In the Utkaliya Vaishnavite tradition and Odia spiritual tradition, the Panchasakhas are revered as the cosmic reincarnations of the five Pandavas from the Mahabharata, born again to democratize spiritual knowledge and document prophetic insights for the transition into the next cosmic cycle.

Bhavishya Maalika mentions the prophecies of the Sanātanī Saints, which include predictions about the future.
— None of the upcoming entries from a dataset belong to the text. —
use crate::core::flow::graph::FlowGraph;
use crate::core::flow::parameter::ParameterKind;
use crate::core::flow::task::Trigger;
use serde::Serialize;
use std::fmt::Write;

/// Static description of a flow, as printed by `homeflow explain`.
#[derive(Debug, Clone, Serialize)]
pub struct ExplainOutput {
    pub flow: String,
    pub parameters: Vec<ParameterExplain>,
    pub tasks: Vec<TaskExplain>,
}

#[derive(Debug, Clone, Serialize)]
pub struct ParameterExplain {
    pub name: String,
    pub required: bool,
    pub kind: ParameterKind,
    #[serde(skip_serializing_if = "Option::is_none")]
    pub default: Option<serde_json::Value>,
}

#[derive(Debug, Clone, Serialize)]
pub struct TaskExplain {
    pub name: String,
    pub upstreams: Vec<String>,
    pub mapped: bool,
    pub always_run: bool,
    pub when: Vec<String>,
}

/// Build the explain snapshot; tasks are listed in execution order.
pub fn build_explain_output(flow: &FlowGraph) -> ExplainOutput {
    let parameters = flow
        .parameters()
        .iter()
        .map(|param| ParameterExplain {
            name: param.name.clone(),
            required: param.required,
            kind: param.kind,
            default: param.default.clone(),
        })
        .collect();

    let tasks = flow
        .execution_order()
        .into_iter()
        .filter_map(|name| flow.task(name))
        .map(|task| TaskExplain {
            name: task.name().to_string(),
            upstreams: flow
                .upstreams_of(task.name())
                .into_iter()
                .map(str::to_string)
                .collect(),
            mapped: task.is_mapped(),
            always_run: task.trigger_kind() == Trigger::Always,
            when: flow
                .branches_of(task.name())
                .into_iter()
                .map(|branch| format!("{} == {}", branch.guard, branch.expected))
                .collect(),
        })
        .collect();

    ExplainOutput {
        flow: flow.name().to_string(),
        parameters,
        tasks,
    }
}

impl ExplainOutput {
    /// Human-readable listing, one task per line.
    pub fn to_text(&self) -> String {
        let mut out = String::new();
        let _ = writeln!(out, "flow: {}", self.flow);
        for param in &self.parameters {
            match (&param.default, param.required) {
                (_, true) => {
                    let _ = writeln!(out, "param {} (required)", param.name);
                }
                (Some(default), false) => {
                    let _ = writeln!(out, "param {} = {}", param.name, default);
                }
                (None, false) => {
                    let _ = writeln!(out, "param {}", param.name);
                }
            }
        }
        for (position, task) in self.tasks.iter().enumerate() {
            let _ = write!(out, "{:>2}. {}", position + 1, task.name);
            if task.mapped {
                out.push_str(" [map]");
            }
            if task.always_run {
                out.push_str(" [always]");
            }
            if !task.upstreams.is_empty() {
                let _ = write!(out, " <- {}", task.upstreams.join(", "));
            }
            if !task.when.is_empty() {
                let _ = write!(out, " when {}", task.when.join(" and "));
            }
            out.push('\n');
        }
        out
    }
}
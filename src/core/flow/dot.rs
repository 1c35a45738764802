use crate::core::flow::graph::{EdgeKind, FlowGraph};
use crate::core::flow::task::Trigger;
use petgraph::dot::Dot;
use std::fmt;

/// Node weight carrying task display information.
struct TaskNode {
    name: String,
    kind: &'static str,
}

impl fmt::Display for TaskNode {
    fn fmt(&self, f: &mut fmt::Formatter<'_>) -> fmt::Result {
        if self.kind.is_empty() {
            write!(f, "{}", self.name)
        } else {
            write!(f, "{}\\n{}", self.name, self.kind)
        }
    }
}

/// Render the flow as a Graphviz DOT string using petgraph.
pub fn flow_to_dot(flow: &FlowGraph) -> String {
    let display = flow.graph().map(
        |_, name| TaskNode {
            name: name.clone(),
            kind: node_kind(flow, name),
        },
        |_, kind: &EdgeKind| *kind,
    );
    format!("{}", Dot::new(&display))
}

fn node_kind(flow: &FlowGraph, name: &str) -> &'static str {
    match flow.task(name) {
        Some(task) if task.is_mapped() => "map",
        Some(task) if task.trigger_kind() == Trigger::Always => "always",
        _ => "",
    }
}
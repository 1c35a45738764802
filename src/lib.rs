pub mod cli;
pub mod core;
pub mod jobs;
pub mod logging;

/// Current crate version string exposed for CLI and tests.
pub const VERSION: &str = env!("CARGO_PKG_VERSION");

pub type Result<T> = std::result::Result<T, anyhow::Error>;
use homeflow::core::error::TaskError;
use homeflow::core::flow::{
    FlowBuilder, FlowRunner, Input, ParameterValues, RunnerConfig, TaskSpec, TaskState,
};
use serde_json::{json, Value};
use std::time::Duration;

fn runner(map_concurrency: usize) -> FlowRunner {
    FlowRunner::new(RunnerConfig {
        parallel_limit: 4,
        map_concurrency,
    })
}

#[tokio::test]
async fn map_preserves_input_order() {
    let mut flow = FlowBuilder::new("squares");
    let numbers = flow.add_task(TaskSpec::from_fn("numbers", |_| Ok(json!([3, 1, 2]))));
    flow.add_task(
        TaskSpec::from_async("square", |inputs, ctx| async move {
            let n: u64 = inputs.arg_as(0)?;
            // Earlier elements finish last.
            tokio::time::sleep(Duration::from_millis(5 * n)).await;
            Ok(json!({ "index": ctx.map_index, "square": n * n }))
        })
        .map_arg(numbers),
    );
    let graph = flow.build().expect("valid flow");

    let result = runner(3)
        .run(&graph, ParameterValues::new())
        .await
        .expect("run");
    assert_eq!(
        result.output("square"),
        Some(&json!([
            { "index": 0, "square": 9 },
            { "index": 1, "square": 1 },
            { "index": 2, "square": 4 }
        ]))
    );
    let record = result.record("square").expect("record");
    assert_eq!(record.children, vec![TaskState::Success; 3]);
}

#[tokio::test]
async fn unmapped_inputs_are_broadcast() {
    let mut flow = FlowBuilder::new("broadcast");
    flow.add_task(
        TaskSpec::from_fn("scale", |inputs| {
            Ok(json!(inputs.kwarg_f64("n")? * inputs.kwarg_f64("factor")?))
        })
        .map_kwarg("n", Input::value(json!([1, 2, 3])))
        .kwarg("factor", Input::value(10)),
    );
    let graph = flow.build().expect("valid flow");
    let result = runner(2)
        .run(&graph, ParameterValues::new())
        .await
        .expect("run");
    assert_eq!(result.output("scale"), Some(&json!([10.0, 20.0, 30.0])));
}

#[tokio::test]
async fn empty_list_maps_to_empty_output() {
    let mut flow = FlowBuilder::new("empty");
    let items = flow.add_task(TaskSpec::from_fn("items", |_| Ok(json!([]))));
    let each = flow.add_task(
        TaskSpec::from_fn("each", |_| Err(TaskError::new("never called"))).map_arg(items),
    );
    flow.add_task(TaskSpec::from_fn("after", |inputs| Ok(inputs.arg(0)?.clone())).arg(each));
    let graph = flow.build().expect("valid flow");

    let result = runner(2)
        .run(&graph, ParameterValues::new())
        .await
        .expect("run");
    assert_eq!(result.output("each"), Some(&json!([])));
    assert_eq!(result.output("after"), Some(&json!([])));
}

#[tokio::test]
async fn failing_child_fails_the_mapped_task() {
    let mut flow = FlowBuilder::new("partial");
    let items = flow.add_task(TaskSpec::from_fn("items", |_| Ok(json!([1, 0, 2, 0]))));
    let inverse = flow.add_task(
        TaskSpec::from_fn("inverse", |inputs| {
            let n = inputs.arg(0)?.as_f64().unwrap_or_default();
            if n == 0.0 {
                return Err(TaskError::new("division by zero").with_code("MATH-001"));
            }
            Ok(json!(1.0 / n))
        })
        .map_arg(items),
    );
    flow.add_task(TaskSpec::from_fn("sum", |_| Ok(Value::Null)).arg(inverse));
    let graph = flow.build().expect("valid flow");

    let result = runner(4)
        .run(&graph, ParameterValues::new())
        .await
        .expect("run");
    assert_eq!(result.failed_tasks(), vec!["inverse"]);
    assert_eq!(result.state("sum"), Some(TaskState::Skipped));

    let record = result.record("inverse").expect("record");
    assert_eq!(
        record.children,
        vec![
            TaskState::Success,
            TaskState::Failed,
            TaskState::Success,
            TaskState::Failed
        ]
    );
    let error = record.error.as_ref().expect("error");
    assert_eq!(error.code, "MATH-001");
    assert_eq!(error.context.get("map_index"), Some(&"1".to_string()));
    assert!(record.output.is_none());
}

#[tokio::test]
async fn non_list_upstream_fails_at_run_time() {
    let mut flow = FlowBuilder::new("scalar");
    let one = flow.add_task(TaskSpec::from_fn("one", |_| Ok(json!(1))));
    flow.add_task(TaskSpec::from_fn("each", |_| Ok(Value::Null)).map_arg(one));
    let graph = flow.build().expect("valid flow");
    let result = runner(1)
        .run(&graph, ParameterValues::new())
        .await
        .expect("run");
    let error = result.first_error().expect("failure").1;
    assert_eq!(error.code, "FLOW-MAP-001");
}

#[tokio::test]
async fn unequal_mapped_lengths_fail() {
    let mut flow = FlowBuilder::new("zip");
    flow.add_task(
        TaskSpec::from_fn("pair", |_| Ok(Value::Null))
            .map_arg(Input::value(json!([1, 2])))
            .map_arg(Input::value(json!([1, 2, 3]))),
    );
    let graph = flow.build().expect("valid flow");
    let result = runner(1)
        .run(&graph, ParameterValues::new())
        .await
        .expect("run");
    assert_eq!(result.first_error().expect("failure").1.code, "FLOW-MAP-002");
}

#[tokio::test]
async fn map_then_flatten_concatenates_batches() {
    let mut flow = FlowBuilder::new("batches");
    let batches = flow.add_task(TaskSpec::from_fn("batches", |_| {
        Ok(json!([["a", "b"], ["c"], []]))
    }));
    let tagged = flow.add_task(
        TaskSpec::from_fn("tag", |inputs| {
            let batch: Vec<String> = inputs.arg_as(0)?;
            Ok(json!(batch
                .into_iter()
                .map(|item| format!("{}!", item))
                .collect::<Vec<_>>()))
        })
        .map_arg(batches),
    );
    flow.add_task(TaskSpec::flatten("flat", tagged));
    let graph = flow.build().expect("valid flow");

    let result = runner(2)
        .run(&graph, ParameterValues::new())
        .await
        .expect("run");
    assert_eq!(result.output("flat"), Some(&json!(["a!", "b!", "c!"])));
}

#[tokio::test]
async fn flatten_rejects_non_nested_input() {
    let mut flow = FlowBuilder::new("flat");
    let items = flow.add_task(TaskSpec::from_fn("items", |_| Ok(json!([1, 2]))));
    flow.add_task(TaskSpec::flatten("flat", items));
    let graph = flow.build().expect("valid flow");
    let result = runner(1)
        .run(&graph, ParameterValues::new())
        .await
        .expect("run");
    assert_eq!(result.state("flat"), Some(TaskState::Failed));
    assert_eq!(result.first_error().expect("failure").1.code, "FLOW-MAP-003");
}
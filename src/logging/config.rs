use crate::core::config::loader::DEFAULT_CONFIG_FILE;
use crate::logging::layers::console::ConsoleOutput;
use crate::Result;
use anyhow::{anyhow, Context};
use serde::Deserialize;
use std::env;
use std::fs;
use std::path::{Path, PathBuf};
use std::str::FromStr;
use tracing_subscriber::filter::EnvFilter;

const DEFAULT_LEVEL: &str = "info";

/// Line format of the log file. The console is always human-readable.
#[derive(Deserialize, Clone, Copy, Debug, PartialEq, Eq, Default)]
#[serde(rename_all = "lowercase")]
pub enum LogFormat {
    #[default]
    Text,
    Json,
}

impl FromStr for LogFormat {
    type Err = String;

    fn from_str(value: &str) -> std::result::Result<Self, Self::Err> {
        match value.trim().to_lowercase().as_str() {
            "text" => Ok(LogFormat::Text),
            "json" => Ok(LogFormat::Json),
            _ => Err(format!(
                "invalid logging.format '{}'; expected text or json",
                value
            )),
        }
    }
}

/// The `[logging]` table of homeflow.toml after environment overrides.
#[derive(Debug, Clone)]
pub struct LoggingConfig {
    pub log_dir: Option<PathBuf>,
    pub level: String,
    pub file: bool,
    pub format: LogFormat,
    pub console: Option<ConsoleOutput>,
}

impl Default for LoggingConfig {
    fn default() -> Self {
        Self {
            log_dir: None,
            level: DEFAULT_LEVEL.to_string(),
            file: true,
            format: LogFormat::default(),
            console: None,
        }
    }
}

#[derive(Debug, Deserialize)]
struct LoggingFile {
    logging: Option<LoggingSection>,
}

#[derive(Debug, Deserialize)]
struct LoggingSection {
    log_dir: Option<PathBuf>,
    level: Option<String>,
    file: Option<bool>,
    format: Option<LogFormat>,
    console: Option<ConsoleOutput>,
}

impl LoggingConfig {
    /// Read `[logging]` from the command's config file (else `./homeflow.toml`),
    /// then apply `HOMEFLOW_LOG_*` overrides. A missing file means defaults;
    /// the job configuration loader reports it if it was required.
    pub fn load(config_file: Option<&Path>, workspace_root: Option<&Path>) -> Result<Self> {
        let path = match (config_file, workspace_root) {
            (Some(path), _) => Some(path.to_path_buf()),
            (None, Some(root)) => Some(root.join(DEFAULT_CONFIG_FILE)),
            (None, None) => None,
        };

        let mut config = LoggingConfig::default();
        if let Some(section) = path.as_deref().map(read_section).transpose()?.flatten() {
            config.merge(section);
        }
        config.apply_env_overrides()?;
        EnvFilter::try_new(&config.level)
            .map_err(|err| anyhow!("logging.level '{}': {}", config.level, err))?;
        Ok(config)
    }

    fn merge(&mut self, section: LoggingSection) {
        self.log_dir = section.log_dir.or(self.log_dir.take());
        if let Some(level) = section.level {
            self.level = level;
        }
        self.file = section.file.unwrap_or(self.file);
        self.format = section.format.unwrap_or(self.format);
        self.console = section.console.or(self.console);
    }

    fn apply_env_overrides(&mut self) -> Result<()> {
        if let Some(dir) = non_empty_env("HOMEFLOW_LOG_DIR") {
            self.log_dir = Some(PathBuf::from(dir));
        }
        if let Some(raw) = non_empty_env("HOMEFLOW_CONSOLE_OUTPUT") {
            self.console = Some(raw.parse().map_err(|err: String| anyhow!(err))?);
        }
        if let Some(raw) = non_empty_env("HOMEFLOW_LOG_FORMAT") {
            self.format = raw.parse().map_err(|err: String| anyhow!(err))?;
        }
        Ok(())
    }
}

fn read_section(path: &Path) -> Result<Option<LoggingSection>> {
    if !path.exists() {
        return Ok(None);
    }
    let content = fs::read_to_string(path)
        .with_context(|| format!("failed to read {}", path.display()))?;
    let parsed: LoggingFile = toml::from_str(&content)
        .with_context(|| format!("failed to parse [logging] in {}", path.display()))?;
    Ok(parsed.logging)
}

fn non_empty_env(name: &str) -> Option<String> {
    env::var(name).ok().filter(|value| !value.trim().is_empty())
}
These texts mention the global transformation and arrival of Lord Kalki for the re-establishment of righteousness and the rise of the Satya Yuga (Golden Period) by 2032 AD.

Saint Achyutananda Das was revered as a Trikaaldarshi for his ability to see the past, present, and future. Saint Achyutananda Das and his contemporaries documented these prophetic insights in the palm-leaf Malika texts. .

== Prophecies ==
Bhavishya Malika contains many prophecies that offer insights into the decline of Kali Yuga, a potential apocalypse, the third world war, and the appearance of Lord Kalki.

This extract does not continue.